Work item: Could you filter the records below down to the lines that include the word "contains"?

Records to process:
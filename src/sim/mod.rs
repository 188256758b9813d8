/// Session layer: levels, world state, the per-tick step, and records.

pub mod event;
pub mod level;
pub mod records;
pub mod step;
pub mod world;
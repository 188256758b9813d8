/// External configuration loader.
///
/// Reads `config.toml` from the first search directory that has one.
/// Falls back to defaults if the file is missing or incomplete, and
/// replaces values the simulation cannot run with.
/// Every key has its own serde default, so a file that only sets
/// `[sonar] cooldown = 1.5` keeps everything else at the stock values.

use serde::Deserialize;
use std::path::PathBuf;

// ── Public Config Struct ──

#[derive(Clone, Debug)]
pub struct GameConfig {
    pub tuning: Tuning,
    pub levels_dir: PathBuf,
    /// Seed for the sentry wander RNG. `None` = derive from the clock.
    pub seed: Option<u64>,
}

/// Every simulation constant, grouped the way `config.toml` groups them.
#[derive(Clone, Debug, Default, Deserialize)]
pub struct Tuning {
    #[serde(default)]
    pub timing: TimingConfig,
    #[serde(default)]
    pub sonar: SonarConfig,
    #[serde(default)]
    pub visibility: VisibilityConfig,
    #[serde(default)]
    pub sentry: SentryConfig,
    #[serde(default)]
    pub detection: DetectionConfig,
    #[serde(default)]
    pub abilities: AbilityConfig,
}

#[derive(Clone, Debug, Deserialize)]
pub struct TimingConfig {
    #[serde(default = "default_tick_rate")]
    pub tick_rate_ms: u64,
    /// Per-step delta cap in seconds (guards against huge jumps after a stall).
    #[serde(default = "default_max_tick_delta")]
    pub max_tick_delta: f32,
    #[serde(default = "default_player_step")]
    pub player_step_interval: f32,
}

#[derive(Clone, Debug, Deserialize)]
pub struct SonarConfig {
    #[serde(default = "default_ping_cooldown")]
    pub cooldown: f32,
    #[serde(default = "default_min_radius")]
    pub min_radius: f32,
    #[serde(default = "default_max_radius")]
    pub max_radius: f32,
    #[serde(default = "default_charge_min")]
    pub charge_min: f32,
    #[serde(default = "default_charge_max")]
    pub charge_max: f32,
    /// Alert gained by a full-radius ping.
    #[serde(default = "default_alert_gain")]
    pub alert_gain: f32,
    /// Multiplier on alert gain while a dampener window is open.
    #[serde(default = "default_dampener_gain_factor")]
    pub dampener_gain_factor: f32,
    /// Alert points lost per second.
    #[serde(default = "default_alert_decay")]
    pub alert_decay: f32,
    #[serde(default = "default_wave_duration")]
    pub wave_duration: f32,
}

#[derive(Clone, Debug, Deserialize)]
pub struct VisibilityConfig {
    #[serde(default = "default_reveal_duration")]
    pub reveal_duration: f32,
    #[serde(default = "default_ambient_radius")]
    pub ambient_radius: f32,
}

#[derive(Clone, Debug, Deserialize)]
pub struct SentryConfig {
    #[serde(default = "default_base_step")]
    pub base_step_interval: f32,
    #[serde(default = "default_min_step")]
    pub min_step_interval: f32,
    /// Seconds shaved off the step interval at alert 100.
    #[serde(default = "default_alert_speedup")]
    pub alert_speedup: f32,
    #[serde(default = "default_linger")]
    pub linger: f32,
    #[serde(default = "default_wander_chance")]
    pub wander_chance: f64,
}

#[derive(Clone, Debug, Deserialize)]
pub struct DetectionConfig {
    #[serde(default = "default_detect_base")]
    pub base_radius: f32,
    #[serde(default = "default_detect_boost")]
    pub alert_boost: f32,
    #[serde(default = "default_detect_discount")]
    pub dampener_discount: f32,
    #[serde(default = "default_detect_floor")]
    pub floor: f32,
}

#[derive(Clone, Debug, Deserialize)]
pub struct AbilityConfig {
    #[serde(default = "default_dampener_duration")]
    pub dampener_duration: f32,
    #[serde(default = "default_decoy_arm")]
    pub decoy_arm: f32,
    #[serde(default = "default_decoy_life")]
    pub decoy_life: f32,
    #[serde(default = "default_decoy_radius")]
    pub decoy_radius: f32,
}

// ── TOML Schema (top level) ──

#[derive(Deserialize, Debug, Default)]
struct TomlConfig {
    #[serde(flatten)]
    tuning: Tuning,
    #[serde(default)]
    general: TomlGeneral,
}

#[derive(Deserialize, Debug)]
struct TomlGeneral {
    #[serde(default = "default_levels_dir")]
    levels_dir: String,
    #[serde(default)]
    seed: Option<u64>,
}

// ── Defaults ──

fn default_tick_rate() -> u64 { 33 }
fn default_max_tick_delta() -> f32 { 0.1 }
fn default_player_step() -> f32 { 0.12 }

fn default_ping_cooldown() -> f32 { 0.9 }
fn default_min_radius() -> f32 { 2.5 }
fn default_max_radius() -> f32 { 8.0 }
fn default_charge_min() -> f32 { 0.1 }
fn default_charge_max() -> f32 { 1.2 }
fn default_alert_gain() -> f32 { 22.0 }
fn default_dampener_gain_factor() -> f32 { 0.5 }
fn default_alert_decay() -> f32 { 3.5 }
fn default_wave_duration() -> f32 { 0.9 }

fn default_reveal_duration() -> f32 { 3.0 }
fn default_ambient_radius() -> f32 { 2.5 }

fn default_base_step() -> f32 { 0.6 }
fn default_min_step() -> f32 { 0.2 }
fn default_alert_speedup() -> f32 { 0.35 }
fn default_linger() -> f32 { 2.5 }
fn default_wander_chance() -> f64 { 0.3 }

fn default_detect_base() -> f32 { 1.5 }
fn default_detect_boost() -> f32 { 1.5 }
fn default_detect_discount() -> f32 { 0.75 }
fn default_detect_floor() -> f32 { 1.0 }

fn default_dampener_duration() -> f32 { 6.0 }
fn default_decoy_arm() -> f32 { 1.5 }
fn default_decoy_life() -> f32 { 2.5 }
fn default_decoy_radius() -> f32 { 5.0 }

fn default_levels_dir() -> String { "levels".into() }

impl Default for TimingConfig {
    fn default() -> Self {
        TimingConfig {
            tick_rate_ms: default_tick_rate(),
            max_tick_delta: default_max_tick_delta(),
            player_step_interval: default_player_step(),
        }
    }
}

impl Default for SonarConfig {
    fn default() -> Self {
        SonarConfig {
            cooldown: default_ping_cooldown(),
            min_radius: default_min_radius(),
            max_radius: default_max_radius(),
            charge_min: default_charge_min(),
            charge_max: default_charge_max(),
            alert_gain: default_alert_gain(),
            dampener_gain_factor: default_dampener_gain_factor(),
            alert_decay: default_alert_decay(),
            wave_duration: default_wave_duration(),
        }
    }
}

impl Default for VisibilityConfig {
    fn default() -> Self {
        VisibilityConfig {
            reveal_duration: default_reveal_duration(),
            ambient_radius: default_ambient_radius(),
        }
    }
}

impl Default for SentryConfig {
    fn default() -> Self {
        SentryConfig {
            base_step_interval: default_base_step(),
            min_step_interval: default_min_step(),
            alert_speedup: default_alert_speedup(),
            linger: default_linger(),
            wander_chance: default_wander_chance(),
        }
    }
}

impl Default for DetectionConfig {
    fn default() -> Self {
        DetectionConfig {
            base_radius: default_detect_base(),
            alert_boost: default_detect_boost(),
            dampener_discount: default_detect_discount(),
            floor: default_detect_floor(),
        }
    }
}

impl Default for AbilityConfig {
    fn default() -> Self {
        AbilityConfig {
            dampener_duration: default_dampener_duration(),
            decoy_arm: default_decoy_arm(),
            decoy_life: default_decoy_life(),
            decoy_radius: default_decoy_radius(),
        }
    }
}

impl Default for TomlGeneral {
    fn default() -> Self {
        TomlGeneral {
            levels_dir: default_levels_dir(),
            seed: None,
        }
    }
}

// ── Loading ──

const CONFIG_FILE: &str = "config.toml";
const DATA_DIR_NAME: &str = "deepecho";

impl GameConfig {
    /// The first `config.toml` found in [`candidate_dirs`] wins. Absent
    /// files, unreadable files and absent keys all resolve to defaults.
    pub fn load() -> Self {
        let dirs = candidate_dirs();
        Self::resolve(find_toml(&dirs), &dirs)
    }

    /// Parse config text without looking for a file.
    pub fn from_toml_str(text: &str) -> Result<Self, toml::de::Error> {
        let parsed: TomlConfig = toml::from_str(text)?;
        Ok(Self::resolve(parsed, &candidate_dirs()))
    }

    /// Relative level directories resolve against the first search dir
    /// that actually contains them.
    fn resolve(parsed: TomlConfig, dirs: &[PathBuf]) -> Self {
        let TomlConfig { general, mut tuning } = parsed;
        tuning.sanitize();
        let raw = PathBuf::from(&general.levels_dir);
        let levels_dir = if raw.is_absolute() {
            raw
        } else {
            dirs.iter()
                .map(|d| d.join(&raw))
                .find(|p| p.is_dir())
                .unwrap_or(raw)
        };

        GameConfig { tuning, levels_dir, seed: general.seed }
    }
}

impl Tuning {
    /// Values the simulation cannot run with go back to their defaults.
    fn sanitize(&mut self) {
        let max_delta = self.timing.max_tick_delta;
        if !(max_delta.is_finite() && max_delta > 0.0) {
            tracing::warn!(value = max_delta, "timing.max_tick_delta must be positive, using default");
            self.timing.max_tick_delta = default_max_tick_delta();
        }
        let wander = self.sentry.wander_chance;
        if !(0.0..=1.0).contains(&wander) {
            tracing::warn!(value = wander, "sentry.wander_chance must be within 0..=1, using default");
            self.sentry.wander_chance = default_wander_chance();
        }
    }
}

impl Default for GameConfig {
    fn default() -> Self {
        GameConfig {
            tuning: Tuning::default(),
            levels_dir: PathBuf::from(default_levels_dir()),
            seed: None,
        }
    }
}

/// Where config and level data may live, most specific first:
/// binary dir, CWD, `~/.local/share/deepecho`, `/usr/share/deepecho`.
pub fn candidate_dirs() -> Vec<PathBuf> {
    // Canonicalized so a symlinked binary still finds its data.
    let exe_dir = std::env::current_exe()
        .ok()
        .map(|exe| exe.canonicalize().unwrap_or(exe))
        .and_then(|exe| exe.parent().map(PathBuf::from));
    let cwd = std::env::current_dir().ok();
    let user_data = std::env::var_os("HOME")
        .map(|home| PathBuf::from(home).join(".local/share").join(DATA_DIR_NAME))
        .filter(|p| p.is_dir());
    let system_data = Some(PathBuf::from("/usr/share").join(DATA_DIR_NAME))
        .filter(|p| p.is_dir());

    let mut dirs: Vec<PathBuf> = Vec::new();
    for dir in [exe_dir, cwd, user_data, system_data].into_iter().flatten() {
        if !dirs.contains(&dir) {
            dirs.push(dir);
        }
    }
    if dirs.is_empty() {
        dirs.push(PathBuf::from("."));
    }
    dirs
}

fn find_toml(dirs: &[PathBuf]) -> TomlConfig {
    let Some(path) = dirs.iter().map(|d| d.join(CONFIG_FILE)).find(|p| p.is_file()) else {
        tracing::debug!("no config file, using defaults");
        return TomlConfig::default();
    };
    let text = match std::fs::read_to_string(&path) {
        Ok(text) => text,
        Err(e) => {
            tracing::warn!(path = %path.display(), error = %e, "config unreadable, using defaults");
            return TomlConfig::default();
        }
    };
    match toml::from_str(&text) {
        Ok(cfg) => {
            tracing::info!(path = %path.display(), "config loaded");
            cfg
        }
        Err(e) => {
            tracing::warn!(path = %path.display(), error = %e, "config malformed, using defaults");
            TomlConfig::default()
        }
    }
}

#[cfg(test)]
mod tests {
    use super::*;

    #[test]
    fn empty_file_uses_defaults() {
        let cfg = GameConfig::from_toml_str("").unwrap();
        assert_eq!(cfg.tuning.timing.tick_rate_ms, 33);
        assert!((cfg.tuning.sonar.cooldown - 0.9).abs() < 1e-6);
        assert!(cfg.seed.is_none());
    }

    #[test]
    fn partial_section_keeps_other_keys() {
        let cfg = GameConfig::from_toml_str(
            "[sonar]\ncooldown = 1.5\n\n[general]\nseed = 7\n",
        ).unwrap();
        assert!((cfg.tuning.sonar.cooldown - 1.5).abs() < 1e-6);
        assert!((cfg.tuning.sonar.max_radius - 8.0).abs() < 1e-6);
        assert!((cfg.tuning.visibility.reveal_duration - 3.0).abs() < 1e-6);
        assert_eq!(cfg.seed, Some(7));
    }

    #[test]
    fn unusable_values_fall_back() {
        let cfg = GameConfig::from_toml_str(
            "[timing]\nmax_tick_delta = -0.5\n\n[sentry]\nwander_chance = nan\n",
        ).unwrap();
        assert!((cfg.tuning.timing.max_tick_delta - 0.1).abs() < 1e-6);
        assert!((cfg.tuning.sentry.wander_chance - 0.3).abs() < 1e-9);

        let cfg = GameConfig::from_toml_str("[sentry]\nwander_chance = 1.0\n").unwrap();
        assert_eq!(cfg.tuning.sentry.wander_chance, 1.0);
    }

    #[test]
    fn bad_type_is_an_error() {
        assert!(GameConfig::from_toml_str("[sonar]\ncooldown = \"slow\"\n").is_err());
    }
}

==

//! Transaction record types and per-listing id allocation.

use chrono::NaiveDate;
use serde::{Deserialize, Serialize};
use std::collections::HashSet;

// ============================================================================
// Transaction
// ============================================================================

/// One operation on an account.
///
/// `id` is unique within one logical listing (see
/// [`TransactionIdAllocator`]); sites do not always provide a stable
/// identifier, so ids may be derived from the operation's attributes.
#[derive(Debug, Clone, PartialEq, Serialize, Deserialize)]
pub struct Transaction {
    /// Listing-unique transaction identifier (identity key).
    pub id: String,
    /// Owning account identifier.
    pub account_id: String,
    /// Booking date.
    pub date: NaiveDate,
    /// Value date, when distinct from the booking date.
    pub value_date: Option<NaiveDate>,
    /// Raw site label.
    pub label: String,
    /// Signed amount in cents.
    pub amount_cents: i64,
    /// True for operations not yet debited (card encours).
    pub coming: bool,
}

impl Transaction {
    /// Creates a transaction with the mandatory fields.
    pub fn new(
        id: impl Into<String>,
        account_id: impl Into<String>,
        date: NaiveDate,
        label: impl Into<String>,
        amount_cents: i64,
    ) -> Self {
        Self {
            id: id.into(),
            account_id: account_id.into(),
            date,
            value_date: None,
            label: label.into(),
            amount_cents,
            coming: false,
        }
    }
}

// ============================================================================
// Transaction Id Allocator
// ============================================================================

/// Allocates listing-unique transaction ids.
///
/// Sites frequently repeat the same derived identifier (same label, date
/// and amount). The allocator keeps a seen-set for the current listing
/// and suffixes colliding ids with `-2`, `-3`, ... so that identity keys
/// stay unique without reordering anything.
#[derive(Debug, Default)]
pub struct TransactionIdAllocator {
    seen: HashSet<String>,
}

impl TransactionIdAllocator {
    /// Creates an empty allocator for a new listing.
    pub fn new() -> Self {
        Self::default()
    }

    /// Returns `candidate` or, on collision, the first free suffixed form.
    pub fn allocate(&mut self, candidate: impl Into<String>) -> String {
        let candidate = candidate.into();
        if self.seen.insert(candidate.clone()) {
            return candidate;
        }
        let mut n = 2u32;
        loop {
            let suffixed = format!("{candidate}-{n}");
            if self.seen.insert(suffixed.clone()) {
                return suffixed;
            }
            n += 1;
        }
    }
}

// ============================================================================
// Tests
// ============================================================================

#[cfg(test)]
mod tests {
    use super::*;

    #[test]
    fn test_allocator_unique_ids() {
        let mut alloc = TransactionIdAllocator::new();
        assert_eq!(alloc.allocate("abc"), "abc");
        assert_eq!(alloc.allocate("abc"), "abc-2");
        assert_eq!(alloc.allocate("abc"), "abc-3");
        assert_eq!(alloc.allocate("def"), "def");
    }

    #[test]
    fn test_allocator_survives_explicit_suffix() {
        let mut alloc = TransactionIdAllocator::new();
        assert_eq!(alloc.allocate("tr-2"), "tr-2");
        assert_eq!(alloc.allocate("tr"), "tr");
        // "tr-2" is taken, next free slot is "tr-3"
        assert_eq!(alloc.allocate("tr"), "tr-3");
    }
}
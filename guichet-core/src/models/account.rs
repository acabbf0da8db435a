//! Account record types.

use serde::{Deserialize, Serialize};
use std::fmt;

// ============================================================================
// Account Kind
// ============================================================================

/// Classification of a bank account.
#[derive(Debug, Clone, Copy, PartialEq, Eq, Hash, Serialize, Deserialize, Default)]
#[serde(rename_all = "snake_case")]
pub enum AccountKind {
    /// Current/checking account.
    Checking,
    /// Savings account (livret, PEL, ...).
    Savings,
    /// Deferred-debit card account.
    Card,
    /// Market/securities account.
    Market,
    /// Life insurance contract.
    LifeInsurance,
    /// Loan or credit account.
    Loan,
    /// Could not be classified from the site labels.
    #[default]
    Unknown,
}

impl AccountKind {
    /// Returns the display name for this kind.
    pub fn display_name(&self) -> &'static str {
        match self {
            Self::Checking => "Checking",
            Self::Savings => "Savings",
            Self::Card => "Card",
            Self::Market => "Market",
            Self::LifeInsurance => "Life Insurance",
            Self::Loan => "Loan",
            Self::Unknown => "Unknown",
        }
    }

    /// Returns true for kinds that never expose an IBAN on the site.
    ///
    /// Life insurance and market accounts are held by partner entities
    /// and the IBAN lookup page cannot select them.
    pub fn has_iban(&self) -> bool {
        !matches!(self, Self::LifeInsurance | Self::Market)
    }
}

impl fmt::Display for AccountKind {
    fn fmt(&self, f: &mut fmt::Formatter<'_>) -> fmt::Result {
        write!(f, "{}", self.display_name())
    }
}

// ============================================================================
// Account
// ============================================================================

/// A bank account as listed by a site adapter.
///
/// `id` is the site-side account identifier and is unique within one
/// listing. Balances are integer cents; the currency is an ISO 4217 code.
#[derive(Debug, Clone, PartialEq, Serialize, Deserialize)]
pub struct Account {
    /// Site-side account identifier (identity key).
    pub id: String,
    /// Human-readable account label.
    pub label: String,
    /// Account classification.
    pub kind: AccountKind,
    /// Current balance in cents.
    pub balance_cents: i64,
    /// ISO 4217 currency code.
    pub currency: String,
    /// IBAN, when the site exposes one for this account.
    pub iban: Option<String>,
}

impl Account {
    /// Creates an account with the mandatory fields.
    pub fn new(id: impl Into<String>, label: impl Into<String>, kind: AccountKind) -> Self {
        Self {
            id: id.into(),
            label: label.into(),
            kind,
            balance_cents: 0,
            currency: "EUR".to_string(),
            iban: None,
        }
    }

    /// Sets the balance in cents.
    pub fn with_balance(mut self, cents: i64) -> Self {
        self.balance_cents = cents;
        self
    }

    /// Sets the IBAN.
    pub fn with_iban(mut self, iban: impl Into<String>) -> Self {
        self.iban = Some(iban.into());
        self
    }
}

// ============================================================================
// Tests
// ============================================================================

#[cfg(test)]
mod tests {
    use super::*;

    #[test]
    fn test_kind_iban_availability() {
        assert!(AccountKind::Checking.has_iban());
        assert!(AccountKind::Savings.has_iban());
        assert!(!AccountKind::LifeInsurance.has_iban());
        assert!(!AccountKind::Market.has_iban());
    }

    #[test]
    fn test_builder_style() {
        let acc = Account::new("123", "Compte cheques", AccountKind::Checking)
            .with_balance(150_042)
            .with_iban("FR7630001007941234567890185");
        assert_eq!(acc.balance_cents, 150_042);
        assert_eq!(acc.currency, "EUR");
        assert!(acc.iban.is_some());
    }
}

Response:
    /// that actually contains them.
        if !(0.0..=1.0).contains(&wander) {
        if !dirs.contains(&dir) {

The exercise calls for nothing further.